Given data START

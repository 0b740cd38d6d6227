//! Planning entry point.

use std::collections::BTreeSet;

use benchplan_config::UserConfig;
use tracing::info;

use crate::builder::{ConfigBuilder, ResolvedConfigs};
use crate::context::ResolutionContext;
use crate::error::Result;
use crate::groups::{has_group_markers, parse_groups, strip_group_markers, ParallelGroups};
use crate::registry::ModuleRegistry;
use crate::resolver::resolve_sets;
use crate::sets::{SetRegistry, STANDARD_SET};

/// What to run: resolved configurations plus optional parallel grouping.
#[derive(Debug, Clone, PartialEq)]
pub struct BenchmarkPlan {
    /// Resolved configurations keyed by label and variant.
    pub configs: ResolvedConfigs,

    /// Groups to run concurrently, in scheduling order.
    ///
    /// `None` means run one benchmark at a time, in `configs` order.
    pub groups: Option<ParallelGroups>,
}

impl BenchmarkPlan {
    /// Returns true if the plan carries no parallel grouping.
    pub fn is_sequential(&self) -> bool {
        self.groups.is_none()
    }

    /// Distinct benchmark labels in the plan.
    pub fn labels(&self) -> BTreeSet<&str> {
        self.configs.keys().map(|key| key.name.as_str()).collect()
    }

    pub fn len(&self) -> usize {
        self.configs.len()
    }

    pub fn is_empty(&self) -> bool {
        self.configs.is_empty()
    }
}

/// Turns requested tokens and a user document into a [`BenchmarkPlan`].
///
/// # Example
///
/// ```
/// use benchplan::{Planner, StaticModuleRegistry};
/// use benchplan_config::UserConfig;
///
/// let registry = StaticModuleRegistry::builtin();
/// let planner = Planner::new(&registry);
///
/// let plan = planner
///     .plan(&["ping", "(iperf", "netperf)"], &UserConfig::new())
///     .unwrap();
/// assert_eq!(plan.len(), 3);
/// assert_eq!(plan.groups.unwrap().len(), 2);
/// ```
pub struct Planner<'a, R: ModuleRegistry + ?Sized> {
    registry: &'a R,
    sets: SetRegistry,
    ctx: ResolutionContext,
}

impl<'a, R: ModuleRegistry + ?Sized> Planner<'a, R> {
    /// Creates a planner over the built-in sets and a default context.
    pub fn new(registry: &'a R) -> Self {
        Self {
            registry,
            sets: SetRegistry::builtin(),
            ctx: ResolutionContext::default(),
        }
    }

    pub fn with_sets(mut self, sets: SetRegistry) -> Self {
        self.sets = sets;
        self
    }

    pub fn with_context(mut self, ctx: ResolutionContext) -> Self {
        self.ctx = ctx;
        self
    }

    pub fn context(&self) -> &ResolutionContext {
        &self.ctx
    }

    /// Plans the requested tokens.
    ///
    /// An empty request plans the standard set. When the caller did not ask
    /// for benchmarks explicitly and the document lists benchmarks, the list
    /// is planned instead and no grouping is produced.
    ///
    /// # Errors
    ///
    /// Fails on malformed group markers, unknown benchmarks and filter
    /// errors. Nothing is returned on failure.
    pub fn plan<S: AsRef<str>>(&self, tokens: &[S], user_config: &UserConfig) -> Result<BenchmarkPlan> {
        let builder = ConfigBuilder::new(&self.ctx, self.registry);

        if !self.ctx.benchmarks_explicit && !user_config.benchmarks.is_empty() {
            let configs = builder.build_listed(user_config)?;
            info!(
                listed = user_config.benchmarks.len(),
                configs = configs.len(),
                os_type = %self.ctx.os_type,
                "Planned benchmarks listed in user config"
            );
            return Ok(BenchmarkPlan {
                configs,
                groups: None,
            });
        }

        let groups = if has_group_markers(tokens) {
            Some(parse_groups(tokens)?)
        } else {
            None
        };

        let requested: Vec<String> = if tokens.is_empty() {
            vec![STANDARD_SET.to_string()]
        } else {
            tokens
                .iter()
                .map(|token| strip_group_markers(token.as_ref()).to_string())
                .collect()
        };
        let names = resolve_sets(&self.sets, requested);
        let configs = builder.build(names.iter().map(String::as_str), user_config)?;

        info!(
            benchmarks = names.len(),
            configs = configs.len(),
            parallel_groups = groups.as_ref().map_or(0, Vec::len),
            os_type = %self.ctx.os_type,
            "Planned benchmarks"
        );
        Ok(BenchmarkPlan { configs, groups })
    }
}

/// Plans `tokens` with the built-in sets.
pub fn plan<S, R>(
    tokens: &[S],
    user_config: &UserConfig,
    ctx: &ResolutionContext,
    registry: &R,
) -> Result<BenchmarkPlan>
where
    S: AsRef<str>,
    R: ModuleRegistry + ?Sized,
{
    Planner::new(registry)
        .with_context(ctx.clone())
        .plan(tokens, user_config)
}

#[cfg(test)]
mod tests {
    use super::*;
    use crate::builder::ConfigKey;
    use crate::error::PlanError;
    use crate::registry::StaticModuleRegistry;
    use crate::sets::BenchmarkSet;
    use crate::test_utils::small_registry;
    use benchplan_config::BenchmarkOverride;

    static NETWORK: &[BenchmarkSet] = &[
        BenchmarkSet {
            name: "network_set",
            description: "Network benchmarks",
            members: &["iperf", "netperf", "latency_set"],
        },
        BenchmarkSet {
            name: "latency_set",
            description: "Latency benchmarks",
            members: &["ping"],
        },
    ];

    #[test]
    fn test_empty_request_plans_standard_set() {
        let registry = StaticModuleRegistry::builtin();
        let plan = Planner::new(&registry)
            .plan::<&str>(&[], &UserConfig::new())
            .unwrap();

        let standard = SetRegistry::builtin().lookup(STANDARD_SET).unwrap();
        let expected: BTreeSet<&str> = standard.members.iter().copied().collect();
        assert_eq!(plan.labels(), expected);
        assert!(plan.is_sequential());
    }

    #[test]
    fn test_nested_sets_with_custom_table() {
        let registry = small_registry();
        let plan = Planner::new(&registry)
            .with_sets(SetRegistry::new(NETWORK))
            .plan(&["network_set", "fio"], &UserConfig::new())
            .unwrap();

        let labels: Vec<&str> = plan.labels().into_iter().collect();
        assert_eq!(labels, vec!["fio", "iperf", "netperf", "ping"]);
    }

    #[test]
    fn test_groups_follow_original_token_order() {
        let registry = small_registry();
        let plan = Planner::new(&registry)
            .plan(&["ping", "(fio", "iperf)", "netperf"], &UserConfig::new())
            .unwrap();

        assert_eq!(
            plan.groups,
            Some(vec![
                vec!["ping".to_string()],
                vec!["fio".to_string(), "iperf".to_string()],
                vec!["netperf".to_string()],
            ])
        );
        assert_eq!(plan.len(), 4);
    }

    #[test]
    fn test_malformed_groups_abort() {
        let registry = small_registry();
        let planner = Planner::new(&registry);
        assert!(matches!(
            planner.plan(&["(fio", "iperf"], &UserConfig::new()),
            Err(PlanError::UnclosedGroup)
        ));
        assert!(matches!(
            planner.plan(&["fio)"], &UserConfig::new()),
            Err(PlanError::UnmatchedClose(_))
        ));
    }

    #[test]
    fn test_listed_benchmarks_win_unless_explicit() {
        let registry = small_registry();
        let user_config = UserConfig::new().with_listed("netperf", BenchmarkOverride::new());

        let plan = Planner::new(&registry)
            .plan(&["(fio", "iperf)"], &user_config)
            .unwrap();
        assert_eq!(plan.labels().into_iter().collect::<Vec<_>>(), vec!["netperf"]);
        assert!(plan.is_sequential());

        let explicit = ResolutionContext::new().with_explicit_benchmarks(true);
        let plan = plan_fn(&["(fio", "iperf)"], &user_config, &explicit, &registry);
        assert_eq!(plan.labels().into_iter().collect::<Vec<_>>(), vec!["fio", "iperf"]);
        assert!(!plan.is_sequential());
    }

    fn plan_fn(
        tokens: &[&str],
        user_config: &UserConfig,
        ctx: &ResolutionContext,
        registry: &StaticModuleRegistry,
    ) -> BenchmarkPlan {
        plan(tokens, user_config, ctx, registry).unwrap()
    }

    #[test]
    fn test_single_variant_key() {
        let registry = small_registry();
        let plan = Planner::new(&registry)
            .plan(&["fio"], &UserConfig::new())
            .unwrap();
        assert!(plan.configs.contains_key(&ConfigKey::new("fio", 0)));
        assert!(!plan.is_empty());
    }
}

Given data END

**Exercise description:**
Each line from the top of the material above through the line containing "use crate::context::ResolutionContext;" must be output exactly, and no other line.

**Task answer:**
repository 0b740cd38d6d6227
//! Planning entry point.

use std::collections::BTreeSet;

use benchplan_config::UserConfig;
use tracing::info;

use crate::builder::{ConfigBuilder, ResolvedConfigs};
use crate::context::ResolutionContext;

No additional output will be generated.